What is needed: All lines up to and including the one that contains "pub struct EdgeStoreConfig" are to be transcribed exactly, starting from the first line of the records.

* * * * * * *

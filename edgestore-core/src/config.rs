//! # Handler configuration
//!
//! Plain builder-style settings with an environment loader. Environment
//! variables follow the `PREFIX__KEY` convention:
//!
//! ```bash
//! export EDGE_STORE__LOG_LEVEL=info
//! export EDGE_STORE__BASE_PATH=/api/edgestore
//! export EDGE_STORE__DEVELOPMENT=true
//! export EDGE_STORE__CTX_MAX_AGE_SECS=86400
//! ```

use std::time::Duration;

use anyhow::{Context, Result};

use crate::logger::{LogLevel, Logger};

pub const DEFAULT_BASE_PATH: &str = "/api/edgestore";
pub const DEFAULT_CTX_COOKIE: &str = "edgestore-ctx";
pub const DEFAULT_TOKEN_COOKIE: &str = "edgestore-token";
pub const DEFAULT_ENV_PREFIX: &str = "EDGE_STORE";

#[derive(Debug, Clone)]
pub struct EdgeStoreConfig {
    /// Mount point of the HTTP routes; endpoints are matched by suffix.
    pub base_path: String,

    pub ctx_cookie: String,

    pub token_cookie: String,

    /// Lifetime of the context cookie and of the sealed token inside it
    pub ctx_max_age: Duration,

    pub log_level: LogLevel,

    /// Enables `/proxy-file`
    pub development: bool,

    pub secure_cookies: bool,
}

impl Default for EdgeStoreConfig {
    fn default() -> Self {
        Self {
            base_path: DEFAULT_BASE_PATH.to_string(),
            ctx_cookie: DEFAULT_CTX_COOKIE.to_string(),
            token_cookie: DEFAULT_TOKEN_COOKIE.to_string(),
            ctx_max_age: Duration::from_secs(30 * 24 * 60 * 60),
            log_level: LogLevel::default(),
            development: false,
            secure_cookies: true,
        }
    }
}

impl EdgeStoreConfig {
    pub fn new() -> Self {
        Self::default()
    }

    pub fn with_base_path(mut self, path: impl Into<String>) -> Self {
        self.base_path = path.into();
        self
    }

    pub fn with_ctx_max_age(mut self, max_age: Duration) -> Self {
        self.ctx_max_age = max_age;
        self
    }

    pub fn with_log_level(mut self, level: LogLevel) -> Self {
        self.log_level = level;
        self
    }

    pub fn development(mut self) -> Self {
        self.development = true;
        self
    }

    pub fn insecure_cookies(mut self) -> Self {
        self.secure_cookies = false;
        self
    }

    pub fn logger(&self) -> Logger {
        Logger::new(self.log_level)
    }

    /// Load from the process environment using `PREFIX__KEY` variables.
    pub fn from_env(prefix: &str) -> Result<Self> {
        Self::from_vars(prefix, std::env::vars())
    }

    /// Same as [`from_env`](Self::from_env) over an explicit variable list.
    pub fn from_vars<I, K, V>(prefix: &str, vars: I) -> Result<Self>
    where
        I: IntoIterator<Item = (K, V)>,
        K: AsRef<str>,
        V: AsRef<str>,
    {
        let mut cfg = Self::default();
        let head = format!("{prefix}__");

        for (key, value) in vars {
            let Some(name) = key.as_ref().strip_prefix(&head) else {
                continue;
            };
            let value = value.as_ref();
            match name {
                "LOG_LEVEL" => {
                    cfg.log_level = value
                        .parse()
                        .with_context(|| format!("{prefix}__LOG_LEVEL"))?;
                }
                "BASE_PATH" => cfg.base_path = value.to_string(),
                "DEVELOPMENT" => cfg.development = parse_bool(value),
                "SECURE_COOKIES" => cfg.secure_cookies = parse_bool(value),
                "CTX_MAX_AGE_SECS" => {
                    let secs: u64 = value
                        .parse()
                        .with_context(|| format!("{prefix}__CTX_MAX_AGE_SECS must be an integer"))?;
                    cfg.ctx_max_age = Duration::from_secs(secs);
                }
                _ => {}
            }
        }
        Ok(cfg)
    }
}

fn parse_bool(v: &str) -> bool {
    matches!(v.trim().to_ascii_lowercase().as_str(), "1" | "true" | "yes" | "on")
}

#[cfg(test)]
mod tests {
    use super::*;

    #[test]
    fn defaults() {
        let cfg = EdgeStoreConfig::default();
        assert_eq!(cfg.base_path, "/api/edgestore");
        assert_eq!(cfg.ctx_cookie, "edgestore-ctx");
        assert_eq!(cfg.ctx_max_age, Duration::from_secs(2_592_000));
        assert_eq!(cfg.log_level, LogLevel::Warn);
        assert!(!cfg.development);
    }

    #[test]
    fn reads_prefixed_vars_only() {
        let cfg = EdgeStoreConfig::from_vars(
            "EDGE_STORE",
            [
                ("EDGE_STORE__LOG_LEVEL", "info"),
                ("EDGE_STORE__DEVELOPMENT", "true"),
                ("EDGE_STORE__CTX_MAX_AGE_SECS", "60"),
                ("OTHER__BASE_PATH", "/nope"),
            ],
        )
        .unwrap();
        assert_eq!(cfg.log_level, LogLevel::Info);
        assert!(cfg.development);
        assert_eq!(cfg.ctx_max_age, Duration::from_secs(60));
        assert_eq!(cfg.base_path, DEFAULT_BASE_PATH);
    }

    #[test]
    fn rejects_bad_numbers() {
        let err = EdgeStoreConfig::from_vars("EDGE_STORE", [("EDGE_STORE__CTX_MAX_AGE_SECS", "soon")]);
        assert!(err.is_err());
    }
}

* * * * * * *

Problem solution:
filename edgestore-core/src/config.rs
//! # Handler configuration
//!
//! Plain builder-style settings with an environment loader. Environment
//! variables follow the `PREFIX__KEY` convention:
//!
//! ```bash
//! export EDGE_STORE__LOG_LEVEL=info
//! export EDGE_STORE__BASE_PATH=/api/edgestore
//! export EDGE_STORE__DEVELOPMENT=true
//! export EDGE_STORE__CTX_MAX_AGE_SECS=86400
//! ```

use std::time::Duration;

use anyhow::{Context, Result};

use crate::logger::{LogLevel, Logger};

pub const DEFAULT_BASE_PATH: &str = "/api/edgestore";
pub const DEFAULT_CTX_COOKIE: &str = "edgestore-ctx";
pub const DEFAULT_TOKEN_COOKIE: &str = "edgestore-token";
pub const DEFAULT_ENV_PREFIX: &str = "EDGE_STORE";

#[derive(Debug, Clone)]
pub struct EdgeStoreConfig {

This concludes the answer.